-- Listed entries follows --

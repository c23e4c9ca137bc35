#![warn(clippy::pedantic)]

use std::collections::VecDeque;
use std::path::{Path, PathBuf};
use std::thread;
use std::time::Duration;

use fecase::job::JobPackage;
use fecase::part::Part;
use fecase::pipeline;
use fecase::reference::{JsonResultStore, ReferenceGeometry, ReferenceMesher};
use fecase::{
    point, point2, CancelToken, CaseConfig, CaseDefinition, CaseError, ConfigurationError,
    Displacement, EntityKind, Frame, HostJobStatus, Job, JobOptions, JobState, Key, NodeResult,
    Prerequisite, Profile, ResultDatabase, ResultService, SectionRegion, Services, SolverService,
    WaitOptions,
};

/// Solver that replays a fixed sequence of statuses, then keeps running.
#[derive(Debug, Default)]
struct ScriptedSolver {
    statuses: VecDeque<HostJobStatus>,
    submitted: Vec<String>,
    waits: usize,
}

impl ScriptedSolver {
    fn new(statuses: impl IntoIterator<Item = HostJobStatus>) -> Self {
        Self {
            statuses: statuses.into_iter().collect(),
            ..Self::default()
        }
    }
}

impl SolverService for ScriptedSolver {
    fn submit(&mut self, package: JobPackage) -> Result<(), CaseError> {
        self.submitted.push(package.job);
        Ok(())
    }

    fn wait(&mut self, job: &str, limit: Option<Duration>) -> Result<HostJobStatus, CaseError> {
        if !self.submitted.iter().any(|name| name == job) {
            return Err(CaseError::not_found(EntityKind::Job, job));
        }
        self.waits += 1;
        match self.statuses.pop_front() {
            Some(status) => Ok(status),
            None => {
                thread::sleep(limit.unwrap_or(Duration::from_millis(1)));
                Ok(HostJobStatus::Running)
            }
        }
    }
}

/// Result reader that hands back one canned database.
struct CannedResults(ResultDatabase);

impl ResultService for CannedResults {
    fn open(&mut self, _path: &Path) -> Result<ResultDatabase, CaseError> {
        Ok(self.0.clone())
    }
}

fn canned_result() -> ResultDatabase {
    ResultDatabase {
        job: "CantileverBeamJob".to_owned(),
        model: "Cantilever Beam".to_owned(),
        frames: vec![Frame {
            step: "Apply Load".to_owned(),
            nodes: vec![NodeResult {
                instance: "Beam Instance".to_owned(),
                label: 51,
                position: point(0.2, 0.0, 5.0),
                displacement: Some(Displacement::new(0.0, -1.0e-3, 0.0)),
                reaction: None,
            }],
        }],
    }
}

fn completed(name: &str) -> HostJobStatus {
    HostJobStatus::Completed {
        artifact: PathBuf::from(format!("work/{name}.json")),
    }
}

/// Case with every prerequisite except the mesh.
fn unmeshed_case(geometry: &mut ReferenceGeometry) -> (CaseDefinition, Key<Part>) {
    let mut case = CaseDefinition::new("Cantilever Beam");
    let profile =
        Profile::rectangle(point2(0.1, 0.1), point2(0.3, -0.1)).expect("valid rectangle");
    let part = case
        .create_part(geometry, "Beam", profile, 5.0)
        .expect("part created");
    case.define_material("AISI 1005 Steel", 7872.0, 200.0e9, 0.29)
        .expect("material defined");
    let section = case
        .define_section("Beam Section", "AISI 1005 Steel")
        .expect("section defined");
    case.assign_section(&*geometry, &part, &SectionRegion::AllCells, &section)
        .expect("section assigned");
    case.instantiate(geometry, "Beam Instance", &part, true)
        .expect("instance created");
    case.create_static_step("Apply Load", "Initial", "Load is applied during this step")
        .expect("step created");
    (case, part)
}

fn meshed_case() -> CaseDefinition {
    let mut geometry = ReferenceGeometry::new();
    let mut mesher = ReferenceMesher::new(geometry.bodies());
    let (mut case, part) = unmeshed_case(&mut geometry);
    case.seed_part(&part, 0.1, 0.1).expect("seeded");
    case.generate_mesh(&mut mesher, &part).expect("meshed");
    case
}

#[test]
fn submit_before_meshing_is_incomplete() {
    let mut geometry = ReferenceGeometry::new();
    let (case, _) = unmeshed_case(&mut geometry);
    let mut solver = ScriptedSolver::default();
    let mut job =
        Job::new("CantileverBeamJob", &case, JobOptions::default()).expect("job created");

    assert_eq!(
        job.submit(&case, &mut solver, false),
        Err(CaseError::IncompleteModel {
            job: "CantileverBeamJob".to_owned(),
            missing: vec![Prerequisite::Mesh],
        })
    );
    assert_eq!(job.state(), &JobState::Defined);
    assert!(solver.submitted.is_empty());
}

#[test]
fn submit_after_meshing_moves_to_submitted() {
    let case = meshed_case();
    let mut solver = ScriptedSolver::default();
    let mut job =
        Job::new("CantileverBeamJob", &case, JobOptions::default()).expect("job created");

    job.submit(&case, &mut solver, false).expect("complete model submits");
    assert_eq!(job.state(), &JobState::Submitted);
    assert_eq!(solver.submitted, vec!["CantileverBeamJob".to_owned()]);
    assert!(matches!(
        job.submit(&case, &mut solver, false),
        Err(CaseError::Configuration(
            ConfigurationError::InvalidJobTransition { .. }
        ))
    ));
}

#[test]
fn waiting_on_an_unsubmitted_job_is_rejected() {
    let case = meshed_case();
    let mut solver = ScriptedSolver::default();
    let mut job =
        Job::new("CantileverBeamJob", &case, JobOptions::default()).expect("job created");
    assert!(matches!(
        job.wait_for_completion(&mut solver, &WaitOptions::default()),
        Err(CaseError::Configuration(
            ConfigurationError::InvalidJobTransition { .. }
        ))
    ));
}

#[test]
fn non_convergence_is_a_solver_failure() {
    let case = meshed_case();
    let mut solver = ScriptedSolver::new([
        HostJobStatus::Queued,
        HostJobStatus::Running,
        HostJobStatus::Failed {
            diagnostic: "Too many attempts made for this increment".to_owned(),
        },
    ]);
    let mut job =
        Job::new("CantileverBeamJob", &case, JobOptions::default()).expect("job created");
    job.submit(&case, &mut solver, false).expect("submitted");

    assert_eq!(
        job.wait_for_completion(&mut solver, &WaitOptions::default()),
        Err(CaseError::SolverFailure {
            job: "CantileverBeamJob".to_owned(),
            diagnostic: "Too many attempts made for this increment".to_owned(),
        })
    );
    assert_eq!(
        job.state(),
        &JobState::Failed {
            diagnostic: "Too many attempts made for this increment".to_owned()
        }
    );
}

#[test]
fn completed_jobs_report_the_same_artifact_again() {
    let case = meshed_case();
    let mut solver = ScriptedSolver::new([HostJobStatus::Running, completed("CantileverBeamJob")]);
    let mut job =
        Job::new("CantileverBeamJob", &case, JobOptions::default()).expect("job created");
    job.submit(&case, &mut solver, false).expect("submitted");

    let first = job
        .wait_for_completion(&mut solver, &WaitOptions::default())
        .expect("completes");
    let waits = solver.waits;
    let second = job
        .wait_for_completion(&mut solver, &WaitOptions::default())
        .expect("still complete");
    assert_eq!(first, PathBuf::from("work/CantileverBeamJob.json"));
    assert_eq!(first, second);
    assert_eq!(solver.waits, waits);
}

#[test]
fn endless_run_times_out() {
    let case = meshed_case();
    let mut solver = ScriptedSolver::default();
    let mut job =
        Job::new("CantileverBeamJob", &case, JobOptions::default()).expect("job created");
    job.submit(&case, &mut solver, false).expect("submitted");

    let limit = Duration::from_millis(30);
    assert_eq!(
        job.wait_for_completion(&mut solver, &WaitOptions::with_timeout(limit)),
        Err(CaseError::Timeout {
            job: "CantileverBeamJob".to_owned(),
            limit,
        })
    );
    assert_eq!(job.state(), &JobState::Running);
}

#[test]
fn wait_is_cancelled_from_another_thread() {
    let case = meshed_case();
    let mut solver = ScriptedSolver::default();
    let mut job =
        Job::new("CantileverBeamJob", &case, JobOptions::default()).expect("job created");
    job.submit(&case, &mut solver, false).expect("submitted");

    let cancel = CancelToken::new();
    let remote = cancel.clone();
    let canceller = thread::spawn(move || {
        thread::sleep(Duration::from_millis(20));
        remote.cancel();
    });
    let wait = WaitOptions {
        timeout: None,
        poll_interval: Duration::from_millis(5),
        cancel,
    };
    assert_eq!(
        job.wait_for_completion(&mut solver, &wait),
        Err(CaseError::Cancelled {
            job: "CantileverBeamJob".to_owned()
        })
    );
    canceller.join().expect("canceller finished");
}

#[test]
fn pipeline_runs_against_substitute_services() {
    let config = CaseConfig::default();
    let mut geometry = ReferenceGeometry::new();
    let mut mesher = ReferenceMesher::new(geometry.bodies());
    let mut solver = ScriptedSolver::new([completed("CantileverBeamJob")]);
    let mut results = CannedResults(canned_result());
    let services = Services {
        geometry: &mut geometry,
        mesh: &mut mesher,
        solver: &mut solver,
        results: &mut results,
    };

    let outcome =
        pipeline::run(&config, services, &WaitOptions::default()).expect("pipeline completes");
    assert_eq!(
        outcome.probe_displacement(&config),
        Some(Displacement::new(0.0, -1.0e-3, 0.0))
    );
    assert_eq!(outcome.artifact, PathBuf::from("work/CantileverBeamJob.json"));
    assert!(outcome.case.is_frozen());
}

#[test]
fn missing_artifact_is_not_found() {
    let config = CaseConfig::default();
    let dir = tempfile::tempdir().expect("temporary directory");
    let artifact = dir.path().join("CantileverBeamJob.json");
    let mut geometry = ReferenceGeometry::new();
    let mut mesher = ReferenceMesher::new(geometry.bodies());
    let mut solver = ScriptedSolver::new([HostJobStatus::Completed {
        artifact: artifact.clone(),
    }]);
    let mut results = JsonResultStore;
    let services = Services {
        geometry: &mut geometry,
        mesh: &mut mesher,
        solver: &mut solver,
        results: &mut results,
    };

    assert_eq!(
        pipeline::run(&config, services, &WaitOptions::default()).err(),
        Some(CaseError::not_found(
            EntityKind::ResultArtifact,
            artifact.display().to_string()
        ))
    );
}
//! Structured sweep mesher for prismatic bodies.

use log::{debug, warn};

use crate::errors::{CaseError, ConfigurationError};
use crate::mesh::{ElementCode, MeshRequest, MeshSummary};
use crate::services::{BodyHandle, CellId, MeshService};

use super::geometry::{unknown_body, BodyTable, Prism};

/// Largest mesh the mesher agrees to build.
pub const DEFAULT_ELEMENT_LIMIT: usize = 250_000;

/// Most element layers along the extrusion axis. Each layer becomes one beam
/// element of a dense stiffness system in the reference solver.
pub const MAX_SWEEP_DIVISIONS: usize = 500;

/// Tetrahedra per swept brick.
const TETS_PER_BRICK: f64 = 6.0;

/// Sweeps a layered grid through each prism.
#[derive(Debug)]
pub struct ReferenceMesher {
    /// Bodies owned by the geometry kernel.
    bodies: BodyTable,
    /// Element count above which meshing is refused.
    element_limit: usize,
}

impl ReferenceMesher {
    /// Mesher over the bodies of a geometry kernel.
    #[must_use]
    pub fn new(bodies: BodyTable) -> Self {
        Self {
            bodies,
            element_limit: DEFAULT_ELEMENT_LIMIT,
        }
    }

    /// Refuse meshes with more than `limit` elements.
    #[must_use]
    pub fn with_element_limit(mut self, limit: usize) -> Self {
        self.element_limit = limit;
        self
    }
}

/// Divisions needed to cover `length` with elements no larger than `size`.
fn divisions(length: f64, size: f64) -> f64 {
    // Absorb rounding so that 0.2 / 0.1 gives two divisions, not three.
    (length / size - 1.0e-9).ceil().max(1.0)
}

/// Node and element counts of a sweep. Counts stay in `f64` until they have
/// been checked against the limits, so tiny seeds cannot overflow.
#[derive(Clone, Copy, Debug)]
struct Sweep {
    /// Nodes in the mesh.
    nodes: f64,
    /// Elements in the mesh.
    elements: f64,
    /// Element layers along the extrusion axis.
    layers: f64,
}

fn sweep(prism: &Prism, size: f64, code: ElementCode) -> Sweep {
    let (min, max) = prism.profile.bounds();
    let (width, height) = (max.x - min.x, max.y - min.y);
    let nx = divisions(width, size);
    let ny = divisions(height, size);
    let nz = divisions(prism.depth, size);

    // Non-rectangular profiles only fill part of their bounding grid.
    let fill = (prism.profile.area() / (width * height)).clamp(0.0, 1.0);
    let bricks = (nx * ny * fill).round().max(1.0) * nz;
    let elements = if code.is_tetrahedral() {
        bricks * TETS_PER_BRICK
    } else {
        bricks
    };

    let per_edge = if code.is_quadratic() { 2.0 } else { 1.0 };
    let layer = ((nx * per_edge + 1.0) * (ny * per_edge + 1.0) * fill)
        .round()
        .max(1.0);
    Sweep {
        nodes: layer * (nz * per_edge + 1.0),
        elements,
        layers: nz,
    }
}

impl MeshService for ReferenceMesher {
    fn generate(
        &mut self,
        body: BodyHandle,
        request: &MeshRequest,
    ) -> Result<MeshSummary, CaseError> {
        let table = self.bodies.borrow();
        let prism = table.get(&body).ok_or_else(|| unknown_body(body))?;
        let code = request.element_type(CellId(0)).code;
        let counts = sweep(prism, request.seed.size(), code);

        let refusal = if counts.elements > self.element_limit as f64 {
            Some(format!(
                "{:.0} {code} elements exceed the limit of {}",
                counts.elements, self.element_limit
            ))
        } else if counts.layers > MAX_SWEEP_DIVISIONS as f64 {
            Some(format!(
                "{:.0} element layers exceed the limit of {MAX_SWEEP_DIVISIONS}",
                counts.layers
            ))
        } else {
            None
        };
        if let Some(reason) = refusal {
            warn!(part = prism.name, reason = reason; "Mesh too large");
            return Err(ConfigurationError::Unmeshable {
                part: prism.name.clone(),
                reason,
            }
            .into());
        }

        // Both counts are bounded by the checks above.
        let node_count = counts.nodes as usize;
        let element_count = counts.elements as usize;
        let sweep_divisions = counts.layers as usize;
        debug!(
            part = prism.name,
            nodes = node_count,
            elements = element_count,
            layers = sweep_divisions;
            "Swept mesh"
        );
        Ok(MeshSummary {
            seed: request.seed,
            node_count,
            element_count,
            sweep_divisions,
            element_types: [(CellId(0), request.element_type(CellId(0)))].into(),
        })
    }
}

#[cfg(test)]
mod tests {
    use std::collections::BTreeMap;

    use super::*;
    use crate::geometry::{point2, Profile};
    use crate::mesh::{ElementType, Seed};
    use crate::reference::geometry::ReferenceGeometry;
    use crate::services::GeometryService;

    fn beam(geometry: &mut ReferenceGeometry) -> BodyHandle {
        let profile =
            Profile::rectangle(point2(0.1, 0.1), point2(0.3, -0.1)).expect("valid profile");
        geometry
            .extrude("Beam", &profile, 5.0)
            .expect("extrusion succeeds")
    }

    fn request(size: f64, code: ElementCode) -> MeshRequest {
        MeshRequest {
            seed: Seed::new(size, 0.1).expect("valid seed"),
            element_types: BTreeMap::from([(CellId(0), ElementType::new(code))]),
        }
    }

    #[test]
    fn brick_sweep_counts_match_the_grid() {
        let mut geometry = ReferenceGeometry::new();
        let body = beam(&mut geometry);
        let mut mesher = ReferenceMesher::new(geometry.bodies());
        let summary = mesher
            .generate(body, &request(0.1, ElementCode::C3D8R))
            .expect("mesh generated");
        assert_eq!(summary.sweep_divisions, 50);
        assert_eq!(summary.element_count, 2 * 2 * 50);
        assert_eq!(summary.node_count, 3 * 3 * 51);
    }

    #[test]
    fn tetrahedra_split_each_brick() {
        let mut geometry = ReferenceGeometry::new();
        let body = beam(&mut geometry);
        let mut mesher = ReferenceMesher::new(geometry.bodies());
        let summary = mesher
            .generate(body, &request(0.1, ElementCode::C3D10))
            .expect("mesh generated");
        assert_eq!(summary.element_count, 2 * 2 * 50 * 6);
        assert_eq!(summary.node_count, 5 * 5 * 101);
    }

    #[test]
    fn oversized_meshes_are_refused() {
        let mut geometry = ReferenceGeometry::new();
        let body = beam(&mut geometry);
        let mut mesher = ReferenceMesher::new(geometry.bodies()).with_element_limit(100);
        let error = mesher
            .generate(body, &request(0.1, ElementCode::C3D8R))
            .expect_err("limit exceeded");
        assert!(matches!(
            error,
            CaseError::Configuration(ConfigurationError::Unmeshable { ref part, .. }) if part == "Beam"
        ));
    }

    #[test]
    fn vanishing_seed_is_unmeshable() {
        let mut geometry = ReferenceGeometry::new();
        let body = beam(&mut geometry);
        let mut mesher = ReferenceMesher::new(geometry.bodies()).with_element_limit(usize::MAX);
        let error = mesher
            .generate(body, &request(1.0e-8, ElementCode::C3D20R))
            .expect_err("seed far too small");
        assert!(matches!(
            error,
            CaseError::Configuration(ConfigurationError::Unmeshable { .. })
        ));
    }

    #[test]
    fn sweeps_deeper_than_the_layer_limit_are_refused() {
        let mut geometry = ReferenceGeometry::new();
        let body = beam(&mut geometry);
        let mut mesher = ReferenceMesher::new(geometry.bodies()).with_element_limit(usize::MAX);
        // 0.005 m over 5 m gives 1000 layers of 40 x 40 bricks.
        let error = mesher
            .generate(body, &request(0.005, ElementCode::C3D8R))
            .expect_err("too many layers");
        assert!(matches!(
            error,
            CaseError::Configuration(ConfigurationError::Unmeshable { ref reason, .. })
                if reason.contains("layers")
        ));
    }

    #[test]
    fn unknown_bodies_are_reported() {
        let geometry = ReferenceGeometry::new();
        let mut mesher = ReferenceMesher::new(geometry.bodies());
        assert!(mesher
            .generate(BodyHandle(7), &request(0.1, ElementCode::C3D8R))
            .is_err());
    }
}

-- Listed entries concluded --

### Action item
Could you show every line of the listing that holds the string "completes"?

### Answer section
        .expect("completes");
        pipeline::run(&config, services, &WaitOptions::default()).expect("pipeline completes");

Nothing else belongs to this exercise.